A dream bears fruit
For two brothers from Guatemala, dream that began years ago culminates with new cafe
Guatemalan brothers realize their goal of opening cafe
The smell of roasting coffee beans wafted its way into young Erwin Sagche’s soul. Growing up on his family’s 3-acre farm near Antigua, Guatemala, the now 38-year-old Santa Fe resident shimmied up the trunks of emerald-leafed trees to pluck rubyred Arabica coffee cherries, stealing tastes here and there of the plants’ juiciest crops. (Coffee cherries, the fruits that encase the better-known beans, have a subtly sweet flavor, somewhere between watermelon and cherry, with a tart aftertaste.)
Then, in winter, his mother roasted the pebble-sized dried beans in a traditional comal skillet and hand-ground the product on rough stone. The sweet, earthy aroma of coffee floated through the property.
“Coffee, anywhere you go, it smells the same,” Sagche said. “When I make it here … I smell it, and it feels really like home.”
Sagche is the coproprietor, along with his brother, 36-year-old Walfre Sagche, of Santa Fe’s latest caffeine oasis, Sagche’s Coffee House, a cafe that is helping, in some ways, to bring the brothers’ oft-trying childhood full circle. At Sagche’s, the coffee is strong and the food is earning a small but passionate following.
Located next to Loyal Hound in a shopping center off St. Michael’s Drive, Sagche’s occupies a modest space most recently home to a Pizza Hut carryout counter — and let’s just say not much has changed in terms of ambiance from the previous proprietor. A dozen or so slightly worn four-tops and wooden chairs fill out the light-filled room. A stainless steel kitchen sits in plain view behind a counter. The menu is mounted on the wall.
There’s nothing trendy about Sagche’s, but that’s OK. It’s the food and drink that headline here.
At the counter, customers order from a menu of Santa Fe favorites and breakfast classics — fruit-topped waffles ($7), crepes ($6.50$7.95) and breakfast burritos served smothered or hand-held ($7.50), to name a few.
A small lunch menu features enchiladas ($6.95-$8.95), burritos ($8.50-$8.95), salads and sandwiches. The Sagches source their mediumspicy red and green chile from Hatch.
But perhaps the real star of the Sagche show is the coffee.
The Sagche brothers get their beans from Albuquerque-based OdaCrem, a familyowned roaster. It’s no wonder Erwin Sagche felt an affinity — OdaCrem’s head roaster also hails from Central America’s coffee farms.
At the cafe, sample an assortment of organic, single-origin brews, order up an espresso drink or, if the weather serves, grab an iced coffee, served with coffee ice cubes to keep the caffeine flowing even as your cuppa warms.
The aroma takes Sagche to his happy place — but it’s a place tinged with sadness.

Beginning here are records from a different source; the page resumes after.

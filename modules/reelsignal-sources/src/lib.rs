pub mod cache;
pub mod engagement;
pub mod error;
pub mod metadata;
pub mod pageviews;
pub mod source;
pub mod trends;

pub use cache::FetchCache;
pub use engagement::{parse_video_ref, EngagementSource};
pub use error::{Result, SourceError};
pub use metadata::MetadataSource;
pub use pageviews::PageviewSource;
pub use source::{FetchContext, RetryPolicy, SignalDraft, SignalSource, SourceBatch, TrendPoint};
pub use trends::TrendSource;
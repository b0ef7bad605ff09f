//! Encyclopedia pageview source (Wikimedia REST style). OPTIONAL and
//! keyless. Regions map to language editions, so several regions can share
//! one underlying series; the cache collapses the duplicate fetches.

use async_trait::async_trait;
use chrono::{DateTime, Duration as ChronoDuration, NaiveDate, Utc};
use serde::Deserialize;
use tracing::info;

use reelsignal_common::types::{Metric, SignalStatus, SourceId};

use crate::error::{Result, SourceError};
use crate::source::{FetchContext, SignalDraft, SignalSource, SourceBatch, TrendPoint};

const BASE_URL: &str = "https://wikimedia.org/api/rest_v1/metrics/pageviews/per-article";

/// Days of history to pull per article.
const HISTORY_DAYS: i64 = 30;

/// log10 of daily views that maps to a 1.0 index (1M views/day).
const LOG_VIEW_CEILING: f64 = 6.0;

/// Language edition serving a given region.
fn project_for_region(region: &str) -> &'static str {
    match region {
        "DE" | "AT" | "CH" => "de.wikipedia.org",
        "FR" => "fr.wikipedia.org",
        "BR" | "PT" => "pt.wikipedia.org",
        "MX" | "ES" | "AR" => "es.wikipedia.org",
        "JP" => "ja.wikipedia.org",
        "IT" => "it.wikipedia.org",
        "KR" => "ko.wikipedia.org",
        _ => "en.wikipedia.org",
    }
}

pub struct PageviewSource {
    article: String,
}

impl PageviewSource {
    pub fn new(title: impl Into<String>) -> Self {
        let title: String = title.into();
        Self {
            article: title.trim().replace(' ', "_"),
        }
    }

    async fn project_series(&self, ctx: &FetchContext, project: &str) -> Result<Vec<TrendPoint>> {
        let end = Utc::now().date_naive();
        let start = end - ChronoDuration::days(HISTORY_DAYS);
        let cache_key = format!("pageviews:{project}:{}", self.article);
        let body = match ctx.cache.get(&cache_key).await {
            Some(hit) => hit,
            None => {
                let url = format!(
                    "{BASE_URL}/{project}/all-access/user/{}/daily/{}/{}",
                    self.article,
                    start.format("%Y%m%d"),
                    end.format("%Y%m%d"),
                );
                let resp = ctx.http.get(url).send().await?;
                let status = resp.status();
                match status.as_u16() {
                    429 => return Err(SourceError::RateLimited),
                    // Article missing in this edition, so no data rather than an error.
                    404 => {
                        ctx.cache.put(cache_key, serde_json::json!({"items": []})).await;
                        return Ok(Vec::new());
                    }
                    s if !status.is_success() => return Err(SourceError::Http(s)),
                    _ => {}
                }
                let body: serde_json::Value = resp.json().await?;
                ctx.cache.put(cache_key, body.clone()).await;
                body
            }
        };

        let parsed: PageviewResponse =
            serde_json::from_value(body).map_err(|e| SourceError::Decode(e.to_string()))?;
        let mut points: Vec<TrendPoint> = parsed
            .items
            .into_iter()
            .filter_map(|item| {
                // Timestamps arrive as YYYYMMDDHH.
                let date = NaiveDate::parse_from_str(item.timestamp.get(..8)?, "%Y%m%d").ok()?;
                let at = DateTime::<Utc>::from_naive_utc_and_offset(
                    date.and_hms_opt(0, 0, 0)?,
                    Utc,
                );
                Some(TrendPoint {
                    at,
                    value: item.views as f64,
                })
            })
            .collect();
        points.sort_by_key(|p| p.at);
        Ok(points)
    }
}

#[async_trait]
impl SignalSource for PageviewSource {
    fn id(&self) -> SourceId {
        SourceId::Pageviews
    }

    fn is_required(&self) -> bool {
        false
    }

    async fn fetch(&self, ctx: &FetchContext) -> Result<SourceBatch> {
        let now = Utc::now();
        let mut batch = SourceBatch::new(SourceId::Pageviews);

        for region in &ctx.regions {
            let project = project_for_region(region);
            let points = self.project_series(ctx, project).await?;
            if points.is_empty() {
                batch.drafts.push(SignalDraft {
                    source_id: SourceId::Pageviews,
                    region: Some(region.clone()),
                    metric: Metric::PageviewIndex,
                    value: 0.0,
                    unit: "index".to_string(),
                    collected_at: now,
                    status: SignalStatus::Missing,
                });
                continue;
            }

            let daily_mean = points.iter().map(|p| p.value).sum::<f64>() / points.len() as f64;
            let index = ((daily_mean + 1.0).log10() / LOG_VIEW_CEILING).clamp(0.0, 1.0);
            batch.drafts.push(SignalDraft {
                source_id: SourceId::Pageviews,
                region: Some(region.clone()),
                metric: Metric::PageviewIndex,
                value: index,
                unit: "index".to_string(),
                collected_at: now,
                status: SignalStatus::Ok,
            });
            batch.series.insert(region.clone(), points);
        }

        info!(
            article = self.article.as_str(),
            regions_with_data = batch.series.len(),
            "Pageview series fetched"
        );
        Ok(batch)
    }
}

#[derive(Debug, Deserialize)]
struct PageviewResponse {
    #[serde(default)]
    items: Vec<PageviewItem>,
}

#[derive(Debug, Deserialize)]
struct PageviewItem {
    timestamp: String,
    views: u64,
}
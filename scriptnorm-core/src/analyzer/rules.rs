//! Rule primitives shared by the language passes.
//!
//! A language pass is nothing more than a `&'static [Rule]` run front to back.
//! Each rule takes the output of the previous one, so order matters: a literal
//! rewrite that needs to see a mark has to run before the rule that deletes it.
//!
//! Rules work on `Cow<str>` so a pass over text it doesn't touch never copies.

use std::borrow::Cow;
use std::ops::RangeInclusive;

use memchr::memmem;
use unicode_normalization::{is_nfd_quick, IsNormalized, UnicodeNormalization};

/// Combining Diacritical Marks block, stripped after decomposition.
pub(crate) const COMBINING_MARKS: &[RangeInclusive<char>] = &['\u{0300}'..='\u{036F}'];

/// A set of code points, stored as inclusive ranges.
///
/// Single code points are written as one-element ranges (`'x'..='x'`).
/// Sets are small (a handful of ranges), so lookup is a linear scan.
#[derive(Debug, Clone, Copy)]
pub struct CharSet {
    ranges: &'static [RangeInclusive<char>],
}

impl CharSet {
    /// Creates a set from a static list of ranges.
    pub const fn new(ranges: &'static [RangeInclusive<char>]) -> Self {
        Self { ranges }
    }

    /// Returns true if `c` falls in any of the ranges.
    #[inline]
    pub fn contains(&self, c: char) -> bool {
        self.ranges.iter().any(|r| r.contains(&c))
    }
}

/// One step of a language pass.
#[derive(Debug, Clone, Copy)]
pub enum Rule {
    /// Replace every code point in `set` with `replacement` (may be empty).
    Chars {
        /// Code points to match.
        set: CharSet,
        /// Literal text written in place of each match.
        replacement: &'static str,
    },
    /// Replace every non-overlapping occurrence of `pattern`, left to right.
    Literal {
        /// Substring to match.
        pattern: &'static str,
        /// Literal text written in place of each match.
        replacement: &'static str,
    },
    /// Unicode lowercasing.
    Lowercase,
    /// Canonical decomposition (NFD).
    Decompose,
}

impl Rule {
    /// Shorthand for a code-point rule.
    pub const fn chars(
        ranges: &'static [RangeInclusive<char>],
        replacement: &'static str,
    ) -> Self {
        Rule::Chars {
            set: CharSet::new(ranges),
            replacement,
        }
    }

    /// Shorthand for a code-point deletion.
    pub const fn delete(ranges: &'static [RangeInclusive<char>]) -> Self {
        Self::chars(ranges, "")
    }

    /// Shorthand for a literal substring rewrite.
    pub const fn literal(pattern: &'static str, replacement: &'static str) -> Self {
        Rule::Literal {
            pattern,
            replacement,
        }
    }

    /// Applies this rule, borrowing through when nothing matches.
    pub fn apply<'a>(&self, text: Cow<'a, str>) -> Cow<'a, str> {
        match *self {
            Rule::Chars { set, replacement } => replace_chars(text, set, replacement),
            Rule::Literal {
                pattern,
                replacement,
            } => replace_literal(text, pattern, replacement),
            Rule::Lowercase => lowercase(text),
            Rule::Decompose => decompose(text),
        }
    }
}

/// Runs `rules` in order over `text`.
#[inline]
pub fn apply_rules<'a>(rules: &[Rule], text: &'a str) -> Cow<'a, str> {
    rules
        .iter()
        .fold(Cow::Borrowed(text), |acc, rule| rule.apply(acc))
}

fn replace_chars<'a>(text: Cow<'a, str>, set: CharSet, replacement: &str) -> Cow<'a, str> {
    let Some(first) = text.find(|c| set.contains(c)) else {
        return text;
    };

    let mut out = String::with_capacity(text.len());
    out.push_str(&text[..first]);
    for c in text[first..].chars() {
        if set.contains(c) {
            out.push_str(replacement);
        } else {
            out.push(c);
        }
    }
    Cow::Owned(out)
}

fn replace_literal<'a>(text: Cow<'a, str>, pattern: &str, replacement: &str) -> Cow<'a, str> {
    if pattern.is_empty() || memmem::find(text.as_bytes(), pattern.as_bytes()).is_none() {
        return text;
    }

    // Matches of a valid UTF-8 needle always start and end on char boundaries.
    let mut out = String::with_capacity(text.len());
    let mut last = 0;
    for start in memmem::find_iter(text.as_bytes(), pattern.as_bytes()) {
        out.push_str(&text[last..start]);
        out.push_str(replacement);
        last = start + pattern.len();
    }
    out.push_str(&text[last..]);
    Cow::Owned(out)
}

fn lowercase(text: Cow<'_, str>) -> Cow<'_, str> {
    if text.is_ascii() && !text.bytes().any(|b| b.is_ascii_uppercase()) {
        return text;
    }
    Cow::Owned(text.to_lowercase())
}

fn decompose(text: Cow<'_, str>) -> Cow<'_, str> {
    match is_nfd_quick(text.chars()) {
        IsNormalized::Yes => text,
        IsNormalized::No | IsNormalized::Maybe => Cow::Owned(text.nfd().collect()),
    }
}
//! Hebrew pass.
//!
//! Order is load-bearing here. The `בן־אדם` idiom has to be rewritten while
//! its maqqef is still present, i.e. after nikud is gone but before the
//! te'amim strip and the maqqef-to-space rule. Likewise the whole-word
//! overrides run before the general final-letter fold.
//!
//! The general fold covers only final kaf, pe and tsadi. Final nun and final
//! mem are left alone outside the whole-word overrides.

use std::borrow::Cow;
use std::ops::RangeInclusive;

use crate::analyzer::rules::{apply_rules, Rule};

/// Vowel points, dagesh, rafe, shin/sin dots, qamats qatan.
const NIKUD: &[RangeInclusive<char>] = &[
    '\u{05B0}'..='\u{05BC}',
    '\u{05BF}'..='\u{05BF}',
    '\u{05C1}'..='\u{05C2}',
    '\u{05C4}'..='\u{05C5}',
    '\u{05C7}'..='\u{05C7}',
];

/// Cantillation accents plus paseq, sof pasuq, nun hafukha and the
/// unassigned tail of the block.
const TEAMIM: &[RangeInclusive<char>] = &[
    '\u{0591}'..='\u{05AF}',
    '\u{05BD}'..='\u{05BD}',
    '\u{05C0}'..='\u{05C0}',
    '\u{05C3}'..='\u{05C3}',
    '\u{05C6}'..='\u{05C6}',
    '\u{05C8}'..='\u{05CF}',
];

const MAQQEF: &[RangeInclusive<char>] = &['\u{05BE}'..='\u{05BE}'];

const FINAL_KAF: &[RangeInclusive<char>] = &['\u{05DA}'..='\u{05DA}'];
const FINAL_PE: &[RangeInclusive<char>] = &['\u{05E3}'..='\u{05E3}'];
const FINAL_TSADI: &[RangeInclusive<char>] = &['\u{05E5}'..='\u{05E5}'];

/// ׃ ׀ ׆
///
/// All three are also in `TEAMIM` and are already deleted when this runs.
const PUNCTUATION: &[RangeInclusive<char>] = &[
    '\u{05C3}'..='\u{05C3}',
    '\u{05C0}'..='\u{05C0}',
    '\u{05C6}'..='\u{05C6}',
];

pub(crate) static RULES: &[Rule] = &[
    Rule::delete(NIKUD),
    // בן־אדם -> בנאדמ
    Rule::literal(
        "\u{05D1}\u{05DF}\u{05BE}\u{05D0}\u{05D3}\u{05DD}",
        "\u{05D1}\u{05E0}\u{05D0}\u{05D3}\u{05DE}",
    ),
    Rule::delete(TEAMIM),
    Rule::chars(MAQQEF, " "),
    // מלך -> מלכ
    Rule::literal("\u{05DE}\u{05DC}\u{05DA}", "\u{05DE}\u{05DC}\u{05DB}"),
    // שלום -> שלומ
    Rule::literal(
        "\u{05E9}\u{05DC}\u{05D5}\u{05DD}",
        "\u{05E9}\u{05DC}\u{05D5}\u{05DE}",
    ),
    // עולם -> עולמ
    Rule::literal(
        "\u{05E2}\u{05D5}\u{05DC}\u{05DD}",
        "\u{05E2}\u{05D5}\u{05DC}\u{05DE}",
    ),
    Rule::chars(FINAL_KAF, "\u{05DB}"),
    Rule::chars(FINAL_PE, "\u{05E4}"),
    Rule::chars(FINAL_TSADI, "\u{05E6}"),
    Rule::chars(PUNCTUATION, " "),
];

#[inline]
pub(crate) fn rewrite(text: &str) -> Cow<'_, str> {
    apply_rules(RULES, text)
}

/// Hebrew pass on its own (no generic pass afterwards).
pub fn normalize_hebrew(text: &str) -> String {
    rewrite(text).into_owned()
}

#[cfg(test)]
mod tests {
    use super::*;

    #[test]
    fn strips_nikud() {
        assert_eq!(normalize_hebrew("שָׁלוֹם"), "שלומ");
        assert_eq!(normalize_hebrew("עוֹלָם"), "עולמ");
        assert_eq!(normalize_hebrew("בְּרֵאשִׁית"), "בראשית");
    }

    #[test]
    fn strips_teamim() {
        // etnahta, zaqef qatan, meteg
        assert_eq!(normalize_hebrew("א\u{0591}ב\u{0594}ג\u{05BD}"), "אבג");
        assert_eq!(normalize_hebrew("א\u{05AF}\u{05C8}\u{05CF}"), "א");
    }

    #[test]
    fn idiom_rewritten_before_maqqef_is_split() {
        assert_eq!(normalize_hebrew("בן־אדם"), "בנאדמ");
        assert_eq!(normalize_hebrew("בֶּן־אָדָם"), "בנאדמ");
        assert_eq!(normalize_hebrew("כל בן־אדם"), "כל בנאדמ");
    }

    #[test]
    fn other_maqqef_becomes_space() {
        assert_eq!(normalize_hebrew("כל־העם"), "כל העם");
        assert_eq!(normalize_hebrew("בן־דוד"), "בן דוד");
    }

    #[test]
    fn whole_word_overrides() {
        assert_eq!(normalize_hebrew("מלך"), "מלכ");
        assert_eq!(normalize_hebrew("שלום"), "שלומ");
        assert_eq!(normalize_hebrew("עולם"), "עולמ");
        assert_eq!(normalize_hebrew("המלך"), "המלכ");
    }

    #[test]
    fn general_final_letters() {
        assert_eq!(normalize_hebrew("ארץ"), "ארצ");
        assert_eq!(normalize_hebrew("כסף"), "כספ");
        assert_eq!(normalize_hebrew("דרך"), "דרכ");
    }

    #[test]
    fn final_nun_and_mem_kept_outside_overrides() {
        assert_eq!(normalize_hebrew("אדם"), "אדם");
        assert_eq!(normalize_hebrew("בן"), "בן");
        assert_eq!(normalize_hebrew("ירושלים"), "ירושלים");
    }

    #[test]
    fn punctuation_marks_do_not_survive() {
        assert!(!normalize_hebrew("סוף׃").contains('\u{05C3}'));
        assert!(!normalize_hebrew("א ׀ ב").contains('\u{05C0}'));
        assert!(!normalize_hebrew("א׆").contains('\u{05C6}'));
    }

    #[test]
    fn rewrite_is_stable() {
        for s in ["שָׁלוֹם עוֹלָם", "בֶּן־אָדָם", "ארץ ישראל", "מלך המלכים"] {
            let once = normalize_hebrew(s);
            assert_eq!(normalize_hebrew(&once), once, "input {s:?}");
        }
    }
}
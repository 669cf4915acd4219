//! Language dispatch and the `TextNormalizer` front end.
//!
//! Every entry point here has the same shape: pick the language pass (or none),
//! run it, then run the generic pass on its output. An unknown or missing
//! language is not an error, it just means only the generic pass runs.

use std::borrow::Cow;

use scriptnorm_types::Language;
use tracing::trace;

use crate::analyzer::generic::normalize_generic_into;
use crate::analyzer::{arabic, greek, hebrew, latin, syriac};

/// A single language pass, without the generic pass.
pub type NormalizeFn = fn(&str) -> String;

fn identity(text: &str) -> String {
    text.to_owned()
}

/// Returns the language pass for `language`.
#[must_use]
pub fn language_normalizer(language: Language) -> NormalizeFn {
    match language {
        Language::Arabic => arabic::normalize_arabic,
        Language::Hebrew => hebrew::normalize_hebrew,
        Language::Greek => greek::normalize_greek,
        Language::Latin => latin::normalize_latin,
        Language::Syriac => syriac::normalize_syriac,
    }
}

/// Returns the language pass for a short tag, or the identity pass if the
/// tag is not recognized.
///
/// # Example
///
/// ```
/// use scriptnorm_core::analyzer::normalizer::select_normalizer;
///
/// assert_eq!(select_normalizer("la")("Café"), "Cafe");
/// assert_eq!(select_normalizer("xx")("Café"), "Café");
/// ```
#[must_use]
pub fn select_normalizer(tag: &str) -> NormalizeFn {
    match resolve_tag(tag) {
        Some(language) => language_normalizer(language),
        None => identity,
    }
}

fn resolve_tag(tag: &str) -> Option<Language> {
    let language = Language::from_tag(tag);
    if language.is_none() {
        trace!(tag, "unrecognized language tag, applying generic pass only");
    }
    language
}

/// Runs the language pass without copying when no rule fires.
#[inline]
fn rewrite(language: Language, text: &str) -> Cow<'_, str> {
    match language {
        Language::Arabic => arabic::rewrite(text),
        Language::Hebrew => hebrew::rewrite(text),
        Language::Greek => greek::rewrite(text),
        Language::Latin => latin::rewrite(text),
        Language::Syriac => syriac::rewrite(text),
    }
}

/// Full pipeline: language pass (if any), then the generic pass.
///
/// # Example
///
/// ```
/// use scriptnorm_core::analyzer::normalizer::normalize;
/// use scriptnorm_types::Language;
///
/// assert_eq!(normalize("Hello, World!", None), "hello world");
/// assert_eq!(normalize("Γεῖα σου κόσμε", Some(Language::Greek)), "γεια σου κοσμε");
/// ```
pub fn normalize(text: &str, language: Option<Language>) -> String {
    TextNormalizer::new(NormalizerConfig { language }).normalize(text)
}

/// Full pipeline keyed by a short tag. Unknown tags run the generic pass only.
pub fn normalize_tagged(text: &str, tag: Option<&str>) -> String {
    normalize(text, tag.and_then(resolve_tag))
}

/// Full pipeline over possibly-absent text. `None` passes through.
pub fn normalize_opt(text: Option<&str>, language: Option<Language>) -> Option<String> {
    text.map(|t| normalize(t, language))
}

/// Configuration for [`TextNormalizer`].
#[derive(Debug, Clone, Copy, Default, PartialEq, Eq)]
#[cfg_attr(feature = "serde", derive(serde::Serialize, serde::Deserialize))]
#[cfg_attr(feature = "serde", serde(default))]
pub struct NormalizerConfig {
    /// Language pass to run before the generic pass. `None` runs only the
    /// generic pass.
    pub language: Option<Language>,
}

/// Search-text normalizer for one language.
///
/// Runs the language's rule sequence, then the generic pass:
/// lowercase, punctuation to spaces, whitespace collapsed, ends trimmed.
///
/// Holds no state besides its configuration, so a single instance can be
/// shared freely across threads.
///
/// # Examples
///
/// ```
/// use scriptnorm_core::analyzer::normalizer::TextNormalizer;
/// use scriptnorm_types::Language;
///
/// let generic = TextNormalizer::default();
/// assert_eq!(generic.normalize("  HELLO  WORLD  "), "hello world");
///
/// let hebrew = TextNormalizer::for_language(Language::Hebrew);
/// assert_eq!(hebrew.normalize("ארץ"), "ארצ");
/// ```
#[derive(Debug, Clone, Copy, Default, PartialEq, Eq)]
pub struct TextNormalizer {
    config: NormalizerConfig,
}

impl TextNormalizer {
    /// Creates a normalizer with the given configuration.
    pub const fn new(config: NormalizerConfig) -> Self {
        Self { config }
    }

    /// Creates a normalizer for `language`.
    pub const fn for_language(language: Language) -> Self {
        Self::new(NormalizerConfig {
            language: Some(language),
        })
    }

    /// Returns the configuration.
    pub const fn config(&self) -> NormalizerConfig {
        self.config
    }

    /// Normalizes text into an existing buffer.
    ///
    /// Clears `out` and reuses its capacity. The language pass only
    /// allocates when one of its rules actually changes the text.
    #[inline]
    pub fn normalize_into(&self, input: &str, out: &mut String) {
        match self.config.language {
            Some(language) => {
                let rewritten = rewrite(language, input);
                normalize_generic_into(&rewritten, out);
            }
            None => normalize_generic_into(input, out),
        }
    }

    /// Normalizes text and returns a new `String`.
    #[inline]
    pub fn normalize(&self, input: &str) -> String {
        let mut out = String::with_capacity(input.len());
        self.normalize_into(input, &mut out);
        out
    }
}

When Sagche was 9 and his brother 7, their mother was traveling between their home and Guatemala City, a 45-minute haul by bus that traverses cliff-faced mountain switchbacks. The driver fell asleep, the bus plummeted and she died. Two years later, the boys’ father, a musician who’d been playing a gig in Guatemala City, died in a separate bus accident along the same route.
“Over there, it’s a hard life,” Erwin Sagche said of Guatemala. “Even if you have enough money, even if you have an idea to do a business or something like that, it’s hard.”
An older sister cared for the duo and their other sister, eventually spearheading a family exodus to Santa Fe, where all four siblings now live.
Erwin Sagche, who came to the City Different in 1998, cut his teeth in the city’s restaurant world, starting out as a dishwasher at the old El Nido. Since then, he’s risen through the ranks. Even as his restaurant takes off, he still works as a manager at Tomasita’s, a gig he’s held for five years.
Walfre Sagche, too, has a background in restaurants, most recently working at the French Pastry Shop in La Fonda on the Plaza. The brothers collaborate on the menu, with Erwin whipping up recipes and Walfre, a breakfast aficionado, tweaking here and there.
Though the idea for the coffee shop started percolating 18 years ago, it’s only been a couple years since the brothers decided to make a real go of it. They involved no banks in the transaction — relying instead on their combined savings and loans from friends.
The eatery’s start came at a tough time personally. One of Erwin Sagche’s two daughters, 6-year-old Lesli, was diagnosed with leukemia two years ago. Her course of chemotherapy nearly finished, Sagche said he’s forging ahead.
“The idea, we kept it on,” he said. “We couldn’t stop it.”
Now, with the opening under his belt, Sagche says his ultimate goal is to expand the menu and, eventually, open more locations.
The name might be a bit of a misnomer given the cafe’s full food menu, but for Sagche, it will always come back to the coffee and those fields of dreams back home.
“The people, as long as they know you serve really good coffee, eventually they will come,” he said.